Rabbi Yochanan Ben Zakkai Asked a Beautiful Question Why Does

Curated by Maggid·Edited by Arthur Sabintsev·

Rabbi Yochanan ben Zakkai asked a beautiful question: why does the Torah require a five-fold payment for stealing an ox but only a four-fold payment for stealing a lamb?

His answer reveals God's sensitivity to human dignity. An ox walks on its own four legs. The thief who steals it simply leads it away. But a lamb must be carried. The thief who steals a lamb hoists it onto his shoulders and carries it through the streets, visibly burdened by his crime.

The act of carrying the lamb on his back is itself a form of punishment. The thief has already sacrificed a measure of his dignity by being seen hauling stolen goods like a pack animal. God takes this humiliation into account. Since the lamb-thief has already suffered through the indignity of carrying his plunder, his financial penalty is reduced by one unit, four-fold instead of five-fold.

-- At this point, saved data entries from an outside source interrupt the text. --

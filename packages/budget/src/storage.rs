// ABOUTME: Usage record and budget limit storage layer using SQLite
// ABOUTME: Upserts usage rows by id so a retried record never double-counts

use crate::types::UsageRecord;
use chrono::Utc;
use corral_storage::{Result, StorageError};
use sqlx::SqlitePool;
use tracing::debug;

#[derive(Clone)]
pub struct UsageStorage {
    pool: SqlitePool,
}

impl UsageStorage {
    pub fn new(pool: SqlitePool) -> Self {
        Self { pool }
    }

    /// Insert or merge a usage record. Conflicts on id replace the stored
    /// cost rather than adding to it, so retried submissions are idempotent.
    pub async fn upsert_record(&self, record: &UsageRecord) -> Result<()> {
        let now = Utc::now();
        sqlx::query(
            r#"
            INSERT INTO usage_records (id, project_id, period, cost, description, created_at, updated_at)
            VALUES (?, ?, ?, ?, ?, ?, ?)
            ON CONFLICT(id) DO UPDATE SET
                cost = excluded.cost,
                description = excluded.description,
                updated_at = excluded.updated_at
            "#,
        )
        .bind(&record.id)
        .bind(&record.project_id)
        .bind(&record.period)
        .bind(record.cost)
        .bind(&record.description)
        .bind(record.created_at)
        .bind(now)
        .execute(&self.pool)
        .await
        .map_err(StorageError::Sqlx)?;

        debug!(
            "Recorded usage {} for project {} ({:.4})",
            record.id, record.project_id, record.cost
        );
        Ok(())
    }

    /// Total recorded spend for the project in the given period
    pub async fn spent(&self, project_id: &str, period: &str) -> Result<f64> {
        let total: f64 = sqlx::query_scalar(
            "SELECT COALESCE(SUM(cost), 0.0) FROM usage_records WHERE project_id = ? AND period = ?",
        )
        .bind(project_id)
        .bind(period)
        .fetch_one(&self.pool)
        .await
        .map_err(StorageError::Sqlx)?;
        Ok(total)
    }

    pub async fn limit_for(&self, project_id: &str, period: &str) -> Result<Option<f64>> {
        let limit: Option<f64> = sqlx::query_scalar(
            "SELECT cost_limit FROM budget_limits WHERE project_id = ? AND period = ?",
        )
        .bind(project_id)
        .bind(period)
        .fetch_optional(&self.pool)
        .await
        .map_err(StorageError::Sqlx)?;
        Ok(limit)
    }

    pub async fn set_limit(&self, project_id: &str, period: &str, cost_limit: f64) -> Result<()> {
        sqlx::query(
            r#"
            INSERT INTO budget_limits (project_id, period, cost_limit, updated_at)
            VALUES (?, ?, ?, ?)
            ON CONFLICT(project_id, period) DO UPDATE SET
                cost_limit = excluded.cost_limit,
                updated_at = excluded.updated_at
            "#,
        )
        .bind(project_id)
        .bind(period)
        .bind(cost_limit)
        .bind(Utc::now())
        .execute(&self.pool)
        .await
        .map_err(StorageError::Sqlx)?;
        Ok(())
    }
}
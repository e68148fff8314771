// ABOUTME: Development collaborators wired into the server binary
// ABOUTME: Local-process sandbox provider plus permissive model and safety defaults

use async_trait::async_trait;
use corral_executions::{
    AgentAction, ClassifierError, ModelClient, ModelError, ModelResponse, RiskClassification,
    RiskLevel, SafetyClassifier,
};
use corral_sandbox::{ExecResult, ProviderError, SandboxHandle, SandboxProvider};
use std::sync::Arc;
use tempfile::TempDir;
use tracing::debug;

/// Runs sandbox commands as local processes under a throwaway workdir.
/// Intended for development; production deployments wire a remote provider.
pub struct ProcessSandboxProvider;

struct ProcessHandle {
    id: String,
    workdir: TempDir,
}

#[async_trait]
impl SandboxProvider for ProcessSandboxProvider {
    async fn create(
        &self,
        owner_id: &str,
    ) -> corral_sandbox::provider::Result<Arc<dyn SandboxHandle>> {
        let workdir = TempDir::new()
            .map_err(|e| ProviderError::CreationFailed(format!("workdir: {e}")))?;
        let id = format!("proc-{owner_id}");
        debug!("Created local sandbox {} at {}", id, workdir.path().display());
        Ok(Arc::new(ProcessHandle { id, workdir }))
    }
}

#[async_trait]
impl SandboxHandle for ProcessHandle {
    fn remote_id(&self) -> &str {
        &self.id
    }

    async fn run_command(&self, command: &[String]) -> corral_sandbox::provider::Result<ExecResult> {
        let Some((program, args)) = command.split_first() else {
            return Err(ProviderError::CommandFailed("empty command".to_string()));
        };
        let output = tokio::process::Command::new(program)
            .args(args)
            .current_dir(self.workdir.path())
            .output()
            .await
            .map_err(|e| ProviderError::CommandFailed(e.to_string()))?;
        Ok(ExecResult {
            exit_code: output.status.code().unwrap_or(-1) as i64,
            stdout: String::from_utf8_lossy(&output.stdout).into_owned(),
            stderr: String::from_utf8_lossy(&output.stderr).into_owned(),
        })
    }

    async fn read_file(&self, path: &str) -> corral_sandbox::provider::Result<Vec<u8>> {
        tokio::fs::read(self.workdir.path().join(path))
            .await
            .map_err(|e| ProviderError::FileTransfer(e.to_string()))
    }

    async fn write_file(&self, path: &str, contents: &[u8]) -> corral_sandbox::provider::Result<()> {
        let target = self.workdir.path().join(path);
        if let Some(parent) = target.parent() {
            tokio::fs::create_dir_all(parent)
                .await
                .map_err(|e| ProviderError::FileTransfer(e.to_string()))?;
        }
        tokio::fs::write(target, contents)
            .await
            .map_err(|e| ProviderError::FileTransfer(e.to_string()))
    }

    async fn kill(&self) -> corral_sandbox::provider::Result<()> {
        // The workdir is removed when the handle drops
        Ok(())
    }
}

/// Echoes prompts back at zero cost until a real provider is configured
pub struct DevModelClient;

#[async_trait]
impl ModelClient for DevModelClient {
    async fn invoke(
        &self,
        prompt: &str,
        _context: Option<&serde_json::Value>,
    ) -> Result<ModelResponse, ModelError> {
        Ok(ModelResponse {
            text: format!("dev model echo: {prompt}"),
            input_tokens: 0,
            output_tokens: 0,
            cost: 0.0,
        })
    }
}

/// Allows every action without confirmation
pub struct PermissiveClassifier;

#[async_trait]
impl SafetyClassifier for PermissiveClassifier {
    async fn classify(
        &self,
        _action: &AgentAction,
        _context: Option<&serde_json::Value>,
    ) -> Result<RiskClassification, ClassifierError> {
        Ok(RiskClassification {
            allowed: true,
            requires_confirmation: false,
            risk_level: RiskLevel::Low,
            reason: None,
        })
    }
}
#[cfg(test)]
mod tests {
    use super::*;
    use crate::provider::ExecResult;
    use async_trait::async_trait;
    use std::sync::atomic::{AtomicUsize, Ordering};

    struct MockHandle {
        remote_id: String,
        kills: Arc<AtomicUsize>,
        kill_fails: bool,
    }

    #[async_trait]
    impl SandboxHandle for MockHandle {
        fn remote_id(&self) -> &str {
            &self.remote_id
        }

        async fn run_command(&self, _command: &[String]) -> crate::provider::Result<ExecResult> {
            Ok(ExecResult {
                exit_code: 0,
                stdout: String::new(),
                stderr: String::new(),
            })
        }

        async fn read_file(&self, _path: &str) -> crate::provider::Result<Vec<u8>> {
            Ok(Vec::new())
        }

        async fn write_file(&self, _path: &str, _contents: &[u8]) -> crate::provider::Result<()> {
            Ok(())
        }

        async fn kill(&self) -> crate::provider::Result<()> {
            self.kills.fetch_add(1, Ordering::SeqCst);
            if self.kill_fails {
                return Err(ProviderError::Connection("kill failed".to_string()));
            }
            Ok(())
        }
    }

    struct MockProvider {
        creates: Arc<AtomicUsize>,
        kills: Arc<AtomicUsize>,
        create_delay: Duration,
        fail_creates: bool,
        kill_fails: bool,
    }

    impl MockProvider {
        fn new() -> Self {
            Self {
                creates: Arc::new(AtomicUsize::new(0)),
                kills: Arc::new(AtomicUsize::new(0)),
                create_delay: Duration::from_millis(5),
                fail_creates: false,
                kill_fails: false,
            }
        }
    }

    #[async_trait]
    impl SandboxProvider for MockProvider {
        async fn create(&self, owner_id: &str) -> crate::provider::Result<Arc<dyn SandboxHandle>> {
            tokio::time::sleep(self.create_delay).await;
            if self.fail_creates {
                return Err(ProviderError::CreationFailed("mock failure".to_string()));
            }
            let n = self.creates.fetch_add(1, Ordering::SeqCst);
            Ok(Arc::new(MockHandle {
                remote_id: format!("remote-{owner_id}-{n}"),
                kills: self.kills.clone(),
                kill_fails: self.kill_fails,
            }))
        }
    }

    fn pool_with(provider: MockProvider, max: Option<usize>) -> (Arc<SandboxPool>, Arc<AtomicUsize>) {
        let creates = provider.creates.clone();
        let pool = Arc::new(SandboxPool::new(
            Arc::new(provider),
            max,
            Duration::from_secs(5),
        ));
        (pool, creates)
    }

    #[tokio::test]
    async fn test_get_or_start_reuses_existing_sandbox() {
        let (pool, creates) = pool_with(MockProvider::new(), None);

        let first = pool.get_or_start("proj-a").await.unwrap();
        let second = pool.get_or_start("proj-a").await.unwrap();

        assert_eq!(first.sandbox_id, second.sandbox_id);
        assert_eq!(creates.load(Ordering::SeqCst), 1);
        assert_eq!(pool.count().await, 1);
    }

    #[tokio::test]
    async fn test_concurrent_get_or_start_is_single_flight() {
        let (pool, creates) = pool_with(MockProvider::new(), None);

        let (a, b, c) = tokio::join!(
            pool.get_or_start("proj-a"),
            pool.get_or_start("proj-a"),
            pool.get_or_start("proj-a"),
        );
        let (a, b, c) = (a.unwrap(), b.unwrap(), c.unwrap());

        assert_eq!(a.sandbox_id, b.sandbox_id);
        assert_eq!(b.sandbox_id, c.sandbox_id);
        assert_eq!(creates.load(Ordering::SeqCst), 1);
    }

    #[tokio::test]
    async fn test_distinct_owners_get_distinct_sandboxes() {
        let (pool, creates) = pool_with(MockProvider::new(), None);

        let a = pool.get_or_start("proj-a").await.unwrap();
        let b = pool.get_or_start("proj-b").await.unwrap();

        assert_ne!(a.sandbox_id, b.sandbox_id);
        assert_eq!(creates.load(Ordering::SeqCst), 2);
        assert_eq!(pool.count().await, 2);
    }

    #[tokio::test]
    async fn test_capacity_evicts_least_recently_used() {
        let (pool, _creates) = pool_with(MockProvider::new(), Some(2));

        pool.get_or_start("proj-a").await.unwrap();
        pool.get_or_start("proj-b").await.unwrap();
        // Touch A so B becomes the LRU entry
        pool.get_or_start("proj-a").await.unwrap();
        pool.get_or_start("proj-c").await.unwrap();

        assert_eq!(pool.count().await, 2);
        assert!(pool.has("proj-a").await);
        assert!(!pool.has("proj-b").await);
        assert!(pool.has("proj-c").await);
    }

    #[tokio::test]
    async fn test_concurrent_new_owners_respect_capacity() {
        let mut provider = MockProvider::new();
        provider.create_delay = Duration::from_millis(50);
        let (pool, _creates) = pool_with(provider, Some(1));

        pool.get_or_start("proj-a").await.unwrap();
        let (b, c) = tokio::join!(pool.get_or_start("proj-b"), pool.get_or_start("proj-c"));
        b.unwrap();
        c.unwrap();

        assert_eq!(pool.count().await, 1);
    }

    #[tokio::test]
    async fn test_creation_locks_do_not_accumulate() {
        let (pool, _creates) = pool_with(MockProvider::new(), None);

        pool.get_or_start("proj-a").await.unwrap();
        pool.get_or_start("proj-b").await.unwrap();
        pool.close("proj-a").await.unwrap();

        assert_eq!(pool.creation_locks.len(), 0);
    }

    #[tokio::test]
    async fn test_eviction_kill_failure_does_not_block_creation() {
        let mut provider = MockProvider::new();
        provider.kill_fails = true;
        let (pool, creates) = pool_with(provider, Some(1));

        pool.get_or_start("proj-a").await.unwrap();
        let b = pool.get_or_start("proj-b").await.unwrap();

        assert!(!b.sandbox_id.is_empty());
        assert_eq!(creates.load(Ordering::SeqCst), 2);
        assert!(!pool.has("proj-a").await);
        assert!(pool.has("proj-b").await);
    }

    #[tokio::test]
    async fn test_close_then_get_creates_new_identity() {
        let (pool, creates) = pool_with(MockProvider::new(), None);

        let first = pool.get_or_start("proj-a").await.unwrap();
        assert!(pool.close("proj-a").await.unwrap());
        let second = pool.get_or_start("proj-a").await.unwrap();

        assert_ne!(first.sandbox_id, second.sandbox_id);
        assert_eq!(creates.load(Ordering::SeqCst), 2);
    }

    #[tokio::test]
    async fn test_close_without_sandbox_is_noop() {
        let (pool, _creates) = pool_with(MockProvider::new(), None);
        assert!(!pool.close("proj-a").await.unwrap());
    }

    #[tokio::test]
    async fn test_close_all_drains_pool() {
        let provider = MockProvider::new();
        let kills = provider.kills.clone();
        let (pool, _creates) = pool_with(provider, None);

        pool.get_or_start("proj-a").await.unwrap();
        pool.get_or_start("proj-b").await.unwrap();

        assert_eq!(pool.close_all().await, 2);
        assert_eq!(pool.count().await, 0);
        assert_eq!(kills.load(Ordering::SeqCst), 2);
    }

    #[tokio::test]
    async fn test_create_failure_leaves_pool_unchanged() {
        let mut provider = MockProvider::new();
        provider.fail_creates = true;
        let (pool, _creates) = pool_with(provider, None);

        let result = pool.get_or_start("proj-a").await;
        assert!(matches!(
            result,
            Err(PoolError::Provider(ProviderError::CreationFailed(_)))
        ));
        assert_eq!(pool.count().await, 0);
        assert!(!pool.has("proj-a").await);
    }

    #[tokio::test]
    async fn test_create_timeout_is_typed() {
        let mut provider = MockProvider::new();
        provider.create_delay = Duration::from_millis(200);
        let pool = SandboxPool::new(Arc::new(provider), None, Duration::from_millis(10));

        let result = pool.get_or_start("proj-a").await;
        assert!(matches!(result, Err(PoolError::CreateTimeout(_, _))));
        assert_eq!(pool.count().await, 0);
    }

    #[tokio::test]
    async fn test_info_reports_bookkeeping() {
        let (pool, _creates) = pool_with(MockProvider::new(), None);

        assert!(pool.info("proj-a").await.is_none());
        let lease = pool.get_or_start("proj-a").await.unwrap();
        let info = pool.info("proj-a").await.unwrap();

        assert_eq!(info.sandbox_id, lease.sandbox_id);
        assert_eq!(info.state, SandboxState::Ready);
    }
}
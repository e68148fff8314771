// ABOUTME: HTTP handlers for sandbox pool management
// ABOUTME: Get-or-start, info, count, close, and close-all operations

use crate::response::{ApiError, ApiResponse};
use crate::AppState;
use axum::extract::{Path, State};
use axum::response::Json as ResponseJson;
use serde_json::json;
use tracing::info;

pub async fn get_or_start_sandbox(
    State(state): State<AppState>,
    Path(owner_id): Path<String>,
) -> Result<ResponseJson<ApiResponse<serde_json::Value>>, ApiError> {
    info!("Get-or-start sandbox for {}", owner_id);
    let lease = state.sandboxes.get_or_start(&owner_id).await?;
    let info = state.sandboxes.info(&owner_id).await;
    Ok(ResponseJson(ApiResponse::success(json!({
        "sandbox_id": lease.sandbox_id,
        "info": info,
    }))))
}

pub async fn get_sandbox_info(
    State(state): State<AppState>,
    Path(owner_id): Path<String>,
) -> Result<ResponseJson<ApiResponse<corral_sandbox::SandboxInfo>>, ApiError> {
    match state.sandboxes.info(&owner_id).await {
        Some(info) => Ok(ResponseJson(ApiResponse::success(info))),
        None => Err(ApiError::NotFound(format!("No sandbox for {owner_id}"))),
    }
}

pub async fn active_sandbox_count(
    State(state): State<AppState>,
) -> ResponseJson<ApiResponse<serde_json::Value>> {
    let count = state.sandboxes.count().await;
    ResponseJson(ApiResponse::success(json!({ "count": count })))
}

pub async fn close_sandbox(
    State(state): State<AppState>,
    Path(owner_id): Path<String>,
) -> Result<ResponseJson<ApiResponse<serde_json::Value>>, ApiError> {
    let closed = state.sandboxes.close(&owner_id).await?;
    info!("Close sandbox for {}: closed={}", owner_id, closed);
    Ok(ResponseJson(ApiResponse::success(json!({ "closed": closed }))))
}

pub async fn close_all_sandboxes(
    State(state): State<AppState>,
) -> ResponseJson<ApiResponse<serde_json::Value>> {
    let drained = state.sandboxes.close_all().await;
    info!("Drained {} sandbox(es)", drained);
    ResponseJson(ApiResponse::success(json!({ "closed": drained })))
}
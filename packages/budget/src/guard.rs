// ABOUTME: Admission control guard for metered calls
// ABOUTME: Checks estimated cost against the remaining budget before the call is issued

use crate::storage::UsageStorage;
use crate::types::{current_period, BudgetDecision, BudgetLedger, UsageRecord};
use corral_storage::Result;
use sqlx::SqlitePool;
use tracing::{debug, warn};

pub struct BudgetGuard {
    storage: UsageStorage,
    default_limit: f64,
}

impl BudgetGuard {
    pub fn new(pool: SqlitePool, default_limit: f64) -> Self {
        Self {
            storage: UsageStorage::new(pool),
            default_limit,
        }
    }

    /// Decide whether a call with the given estimated cost may proceed.
    /// The check uses recorded spend only; in-flight calls are not counted.
    pub async fn pre_validate(&self, project_id: &str, estimated_cost: f64) -> Result<BudgetDecision> {
        let period = current_period();
        let limit = self
            .storage
            .limit_for(project_id, &period)
            .await?
            .unwrap_or(self.default_limit);
        let spent = self.storage.spent(project_id, &period).await?;
        let remaining = (limit - spent).max(0.0);
        let allowed = spent + estimated_cost <= limit;

        if allowed {
            debug!(
                "Budget check for {}: spent {:.4} + est {:.4} within limit {:.4}",
                project_id, spent, estimated_cost, limit
            );
        } else {
            warn!(
                "Budget exceeded for {}: spent {:.4} + est {:.4} over limit {:.4}",
                project_id, spent, estimated_cost, limit
            );
        }

        Ok(BudgetDecision { allowed, remaining })
    }

    /// Record the actual cost after a metered call completed
    pub async fn record_actual_usage(&self, record: &UsageRecord) -> Result<()> {
        self.storage.upsert_record(record).await
    }

    pub async fn set_limit(&self, project_id: &str, cost_limit: f64) -> Result<()> {
        self.storage
            .set_limit(project_id, &current_period(), cost_limit)
            .await
    }

    pub async fn ledger(&self, project_id: &str) -> Result<BudgetLedger> {
        let period = current_period();
        let cost_limit = self
            .storage
            .limit_for(project_id, &period)
            .await?
            .unwrap_or(self.default_limit);
        let spent_cost = self.storage.spent(project_id, &period).await?;
        Ok(BudgetLedger {
            project_id: project_id.to_string(),
            period,
            spent_cost,
            cost_limit,
        })
    }
}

Rabbi Yochanan ben Zakkai's teaching reveals a remarkably compassionate dimension of Torah law. Even a criminal, a thief who stole and then slaughtered or sold someone else's property, is treated with consideration for his human dignity. God calculates the full cost of the crime, including the thief's self-degradation, and adjusts the penalty accordingly. The Torah does not merely punish. It weighs the total human experience of the wrongdoer, dignity and all, in determining what justice requires.